- [Data to use]:
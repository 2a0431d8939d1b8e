//! Error kinds of the engine.
//!
//! All fallible functions return [`anyhow::Result`]; errors that a caller
//! needs to branch on carry an [`EngineError`] as their root cause, so the
//! kind survives context wrapping and can be recovered with
//! [`EngineError::of`].

use thiserror::Error;

/// The failure classes the engine distinguishes.
///
/// Per-scene reader failures are not fatal: the pipeline logs them, drops the
/// scene and continues. Every other kind aborts the request that raised it.
#[derive(Debug, Error)]
pub enum EngineError {
	/// Invalid request parameters (bad bbox, unknown band or operation, zoom
	/// out of range, missing operation with timeseries disabled).
	#[error("invalid request: {0}")]
	Validation(String),

	/// The STAC catalog answered with a non-2xx status.
	#[error("catalog search failed: {0}")]
	Catalog(String),

	/// The catalog returned no features, or every feature was dropped by
	/// filtering or by the out-of-bounds window guard.
	#[error("no usable scenes: {0}")]
	NoResults(String),

	/// A single COG could not be opened or read.
	#[error("scene read failed: {0}")]
	Reader(String),

	/// PNG, GIF or GeoTIFF emission failed.
	#[error("rendering failed: {0}")]
	Render(String),

	/// The request exceeded its wall-clock deadline.
	#[error("request exceeded the {0} s deadline")]
	Timeout(u64),
}

impl EngineError {
	pub fn validation(msg: impl Into<String>) -> anyhow::Error {
		EngineError::Validation(msg.into()).into()
	}

	pub fn catalog(msg: impl Into<String>) -> anyhow::Error {
		EngineError::Catalog(msg.into()).into()
	}

	pub fn no_results(msg: impl Into<String>) -> anyhow::Error {
		EngineError::NoResults(msg.into()).into()
	}

	pub fn reader(msg: impl Into<String>) -> anyhow::Error {
		EngineError::Reader(msg.into()).into()
	}

	pub fn render(msg: impl Into<String>) -> anyhow::Error {
		EngineError::Render(msg.into()).into()
	}

	/// Returns the [`EngineError`] at the root of `err`, if there is one.
	pub fn of(err: &anyhow::Error) -> Option<&EngineError> {
		err.downcast_ref::<EngineError>()
	}
}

- [What you should do]:
Word for word, reproduce every record shown above.

- [Answer box]:
repository 2a0431d8939d1b8e
//! Error kinds of the engine.
//!
//! All fallible functions return [`anyhow::Result`]; errors that a caller
//! needs to branch on carry an [`EngineError`] as their root cause, so the
//! kind survives context wrapping and can be recovered with
//! [`EngineError::of`].

use thiserror::Error;

/// The failure classes the engine distinguishes.
///
/// Per-scene reader failures are not fatal: the pipeline logs them, drops the
/// scene and continues. Every other kind aborts the request that raised it.
#[derive(Debug, Error)]
pub enum EngineError {
	/// Invalid request parameters (bad bbox, unknown band or operation, zoom
	/// out of range, missing operation with timeseries disabled).
	#[error("invalid request: {0}")]
	Validation(String),

	/// The STAC catalog answered with a non-2xx status.
	#[error("catalog search failed: {0}")]
	Catalog(String),

	/// The catalog returned no features, or every feature was dropped by
	/// filtering or by the out-of-bounds window guard.
	#[error("no usable scenes: {0}")]
	NoResults(String),

	/// A single COG could not be opened or read.
	#[error("scene read failed: {0}")]
	Reader(String),

	/// PNG, GIF or GeoTIFF emission failed.
	#[error("rendering failed: {0}")]
	Render(String),

	/// The request exceeded its wall-clock deadline.
	#[error("request exceeded the {0} s deadline")]
	Timeout(u64),
}

impl EngineError {
	pub fn validation(msg: impl Into<String>) -> anyhow::Error {
		EngineError::Validation(msg.into()).into()
	}

	pub fn catalog(msg: impl Into<String>) -> anyhow::Error {
		EngineError::Catalog(msg.into()).into()
	}

	pub fn no_results(msg: impl Into<String>) -> anyhow::Error {
		EngineError::NoResults(msg.into()).into()
	}

	pub fn reader(msg: impl Into<String>) -> anyhow::Error {
		EngineError::Reader(msg.into()).into()
	}

	pub fn render(msg: impl Into<String>) -> anyhow::Error {
		EngineError::Render(msg.into()).into()
	}

	/// Returns the [`EngineError`] at the root of `err`, if there is one.
	pub fn of(err: &anyhow::Error) -> Option<&EngineError> {
		err.downcast_ref::<EngineError>()
	}
}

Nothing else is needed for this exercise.